Thoughts are still believed so there's not really a clear separation between thought and awareness
yet and thus the mind continues to form a cage around you because you are not realizing that the
mind is just appearances, it's not reality, it's not necessarily truthful, it's just appearances,
thoughts are just what they are. This is yet to come and so you still fundamentally are even
relating to meditation and spirituality from the level of your mind and from your thoughts and
from concepts. Emotions are sticky at this stage so meditation is often used to manage
discomfort to make you feel better, to soothe, to get rid of anxiety, to
relax your nervous system and so on. There's not the clear, pure insight of emotions as just
empty horizons in the body that don't need to be cling to, they don't need to be rejected either.

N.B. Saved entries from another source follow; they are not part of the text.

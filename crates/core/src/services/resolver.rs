use std::collections::{BTreeMap, HashSet};
use std::fmt;

use thiserror::Error;

use crate::services::{FuncId, ModuleIndex};

/// Prefix IDA puts on imported symbols (`__imp_ExitProcess`).
pub const IMPORT_PREFIX: &str = "__imp_";

/// Mangled C++ names with a known C-level helper in the headers.
pub const BUILTIN_ALIASES: &[(&str, &str)] = &[
    ("??1type_info@@UAE@XZ", "type_info_create"),
    ("??_Gtype_info@@UAEPAXI@Z", "type_info_delete"),
];

/// Capability that maps a mangled symbol to the name it is declared under.
pub trait Demangler: Send + Sync {
    fn alias<'a>(&'a self, name: &str) -> Option<&'a str>;
}

/// Literal mangled-name → helper-name table.
#[derive(Debug, Clone, PartialEq, Eq)]
pub struct AliasTable {
    aliases: BTreeMap<String, String>,
}

impl AliasTable {
    /// Table holding only [`BUILTIN_ALIASES`].
    pub fn builtin() -> Self {
        let aliases =
            BUILTIN_ALIASES.iter().map(|(from, to)| (from.to_string(), to.to_string())).collect();
        Self { aliases }
    }

    pub fn empty() -> Self {
        Self { aliases: BTreeMap::new() }
    }

    /// Builder-style helper to add (or override) one alias.
    pub fn with_alias(mut self, mangled: impl Into<String>, name: impl Into<String>) -> Self {
        self.aliases.insert(mangled.into(), name.into());
        self
    }

    pub fn len(&self) -> usize {
        self.aliases.len()
    }

    pub fn is_empty(&self) -> bool {
        self.aliases.is_empty()
    }
}

impl Default for AliasTable {
    fn default() -> Self {
        Self::builtin()
    }
}

impl Extend<(String, String)> for AliasTable {
    fn extend<I: IntoIterator<Item = (String, String)>>(&mut self, iter: I) {
        self.aliases.extend(iter);
    }
}

impl Demangler for AliasTable {
    fn alias<'a>(&'a self, name: &str) -> Option<&'a str> {
        self.aliases.get(name).map(String::as_str)
    }
}

/// No rewrite of the requested name matched any compiled function.
#[derive(Debug, Error, PartialEq, Eq)]
#[error("Unable to locate function {name:?}")]
pub struct UnresolvedName {
    pub name: String,
}

#[derive(Debug, Clone, Copy)]
enum Rule {
    ImportPrefix,
    LeadingUnderscore,
    Alias,
    DecorationSuffix,
}

impl fmt::Display for Rule {
    fn fmt(&self, f: &mut fmt::Formatter<'_>) -> fmt::Result {
        let label = match self {
            Rule::ImportPrefix => "import prefix",
            Rule::LeadingUnderscore => "leading underscore",
            Rule::Alias => "alias",
            Rule::DecorationSuffix => "decoration suffix",
        };
        f.write_str(label)
    }
}

/// Maps disassembler symbol names onto compiled header names.
///
/// Rules, tried in order, each recursing on the rewritten name:
/// 1. exact match;
/// 2. strip `__imp_`;
/// 3. strip one leading `_`;
/// 4. demangler alias (`??1type_info@@UAE@XZ` → `type_info_create`);
/// 5. truncate at the first `@` (`_WinMain@16` → `_WinMain`).
///
/// A rewrite whose recursion fails falls through to the next rule. Matching is
/// exact and case-sensitive.
pub struct NameResolver {
    demangler: Box<dyn Demangler>,
}

impl NameResolver {
    pub fn new() -> Self {
        Self::with_demangler(AliasTable::builtin())
    }

    pub fn with_demangler<D: Demangler + 'static>(demangler: D) -> Self {
        Self { demangler: Box::new(demangler) }
    }

    pub fn resolve(&self, requested: &str, index: &ModuleIndex) -> Result<FuncId, UnresolvedName> {
        let mut tried = HashSet::new();
        self.locate(requested, index, &mut tried)
            .ok_or_else(|| UnresolvedName { name: requested.to_string() })
    }

    fn locate(&self, name: &str, index: &ModuleIndex, tried: &mut HashSet<String>) -> Option<FuncId> {
        // Each name is attempted once; revisits are either known failures or
        // alias cycles.
        if !tried.insert(name.to_string()) {
            return None;
        }
        if let Some(id) = index.lookup(name) {
            return Some(id);
        }
        if let Some(rest) = name.strip_prefix(IMPORT_PREFIX) {
            if let Some(id) = self.rewrite(Rule::ImportPrefix, name, rest, index, tried) {
                return Some(id);
            }
        }
        if let Some(rest) = name.strip_prefix('_') {
            if let Some(id) = self.rewrite(Rule::LeadingUnderscore, name, rest, index, tried) {
                return Some(id);
            }
        }
        if let Some(alias) = self.demangler.alias(name) {
            if let Some(id) = self.rewrite(Rule::Alias, name, alias, index, tried) {
                return Some(id);
            }
        }
        if let Some(pos) = name.find('@') {
            if let Some(id) = self.rewrite(Rule::DecorationSuffix, name, &name[..pos], index, tried)
            {
                return Some(id);
            }
        }
        None
    }

    fn rewrite(
        &self,
        rule: Rule,
        from: &str,
        to: &str,
        index: &ModuleIndex,
        tried: &mut HashSet<String>,
    ) -> Option<FuncId> {
        let found = self.locate(to, index, tried);
        if found.is_some() {
            log::debug!("{from:?} -> {to:?} ({rule})");
        }
        found
    }
}

impl Default for NameResolver {
    fn default() -> Self {
        Self::new()
    }
}
use std::collections::HashMap;

use serde::{Deserialize, Serialize};

use crate::ir::CompiledFunction;
use crate::model::Address;
use crate::services::{FuncId, ModuleIndex, NameResolver, RebindError};
use crate::sigs::AddressTable;

/// What to do when two addresses resolve to the same compiled function
/// (e.g. import thunks of one symbol).
#[derive(Debug, Clone, Copy, PartialEq, Eq, Default, Serialize, Deserialize)]
#[serde(rename_all = "snake_case")]
pub enum AliasPolicy {
    /// Emit one declaration per address; they differ only in `!addr`.
    #[default]
    Allow,
    /// Fail the run with `RebindError::AliasedFunction`.
    Reject,
}

/// One resolved address.
#[derive(Debug, Clone, Copy, PartialEq, Eq)]
pub struct Binding {
    pub addr: Address,
    pub func: FuncId,
}

/// Resolves every address of a table and turns the matched functions into
/// standalone, address-stamped declarations.
pub struct Rebinder {
    resolver: NameResolver,
    policy: AliasPolicy,
}

impl Rebinder {
    pub fn new(resolver: NameResolver, policy: AliasPolicy) -> Self {
        Self { resolver, policy }
    }

    /// Resolve every address in ascending order without touching any function.
    pub fn plan(
        &self,
        table: &AddressTable,
        index: &ModuleIndex,
    ) -> Result<Vec<Binding>, RebindError> {
        let mut owners: HashMap<FuncId, (Address, &str)> = HashMap::new();
        let mut bindings = Vec::with_capacity(table.len());

        for (addr, sig) in table.iter() {
            let func = self
                .resolver
                .resolve(&sig.name, index)
                .map_err(|err| RebindError::Unresolved { addr, name: err.name })?;

            if let Some(&(first_addr, first_name)) = owners.get(&func) {
                match self.policy {
                    AliasPolicy::Reject => {
                        return Err(RebindError::AliasedFunction {
                            first_addr,
                            first_name: first_name.to_string(),
                            second_addr: addr,
                            second_name: sig.name.clone(),
                        });
                    }
                    AliasPolicy::Allow => log::warn!(
                        "{addr} ({}) resolves to the same function as {first_addr} ({first_name})",
                        sig.name
                    ),
                }
            } else {
                owners.insert(func, (addr, sig.name.as_str()));
            }
            bindings.push(Binding { addr, func });
        }

        Ok(bindings)
    }

    /// Index `functions`, resolve every address of `table`, and move each
    /// matched function out as a detached declaration carrying `!addr`.
    ///
    /// Output is in ascending address order with exactly one entry per
    /// address. On any error nothing is returned.
    pub fn rebind(
        &self,
        table: &AddressTable,
        functions: Vec<CompiledFunction>,
    ) -> Result<Vec<CompiledFunction>, RebindError> {
        let index = ModuleIndex::build(&functions)?;
        let bindings = self.plan(table, &index)?;

        let mut uses: HashMap<FuncId, usize> = HashMap::new();
        for binding in &bindings {
            *uses.entry(binding.func).or_default() += 1;
        }

        let mut arena: Vec<Option<CompiledFunction>> = functions.into_iter().map(Some).collect();
        let mut out = Vec::with_capacity(bindings.len());
        for binding in bindings {
            let slot = &mut arena[binding.func.index()];
            // The last binding of a slot moves it; earlier aliases copy it.
            let function = match uses.get_mut(&binding.func) {
                Some(remaining) if *remaining > 1 => {
                    *remaining -= 1;
                    slot.clone()
                }
                _ => slot.take(),
            };
            if let Some(function) = function {
                let mut decl = function.detach();
                decl.stamp_address(&binding.addr.to_string());
                out.push(decl);
            }
        }

        log::info!("rebound {} declarations from {} compiled functions", out.len(), arena.len());
        Ok(out)
    }
}

impl Default for Rebinder {
    fn default() -> Self {
        Self::new(NameResolver::new(), AliasPolicy::default())
    }
}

They can just be seen through like ripples on a lake that have no substance to them whatsoever.
A spiritual identity forms so the person will start to create this identity around being a
meditator and they might start altering their behaviour in a certain way, they may begin to act
calm, when they don't feel calm, they may pretend to feel good all the time when that isn't true,
they may wear certain clothes that identify them as a meditator, they may speak differently
in a deliberate way because they're a meditator. So you see there's an identity of I am a meditator
and then that identity is reinforced through behaviour and through choices that will project to
other people that you are a meditator and it seems from this point of view that when you're
at the early stage you sort of have this idea that all I need to do is become more of that,
you know I just need to wear, over time I'll just be a better meditator, I'll have better
meditation sessions and I'll start waiting more, what's the word, but it's sort of mystical
clothing and I'll have a name and people will be able to tell right away that I'm a meditator.
There is comparison with other practitioners, there is subtle performance as I've mentioned
which basically means that you're trying to uphold the identity of being a meditator and you
comparing your own identity as a meditator with that of others and sort of trying to
and perfect the paraphernalia of it.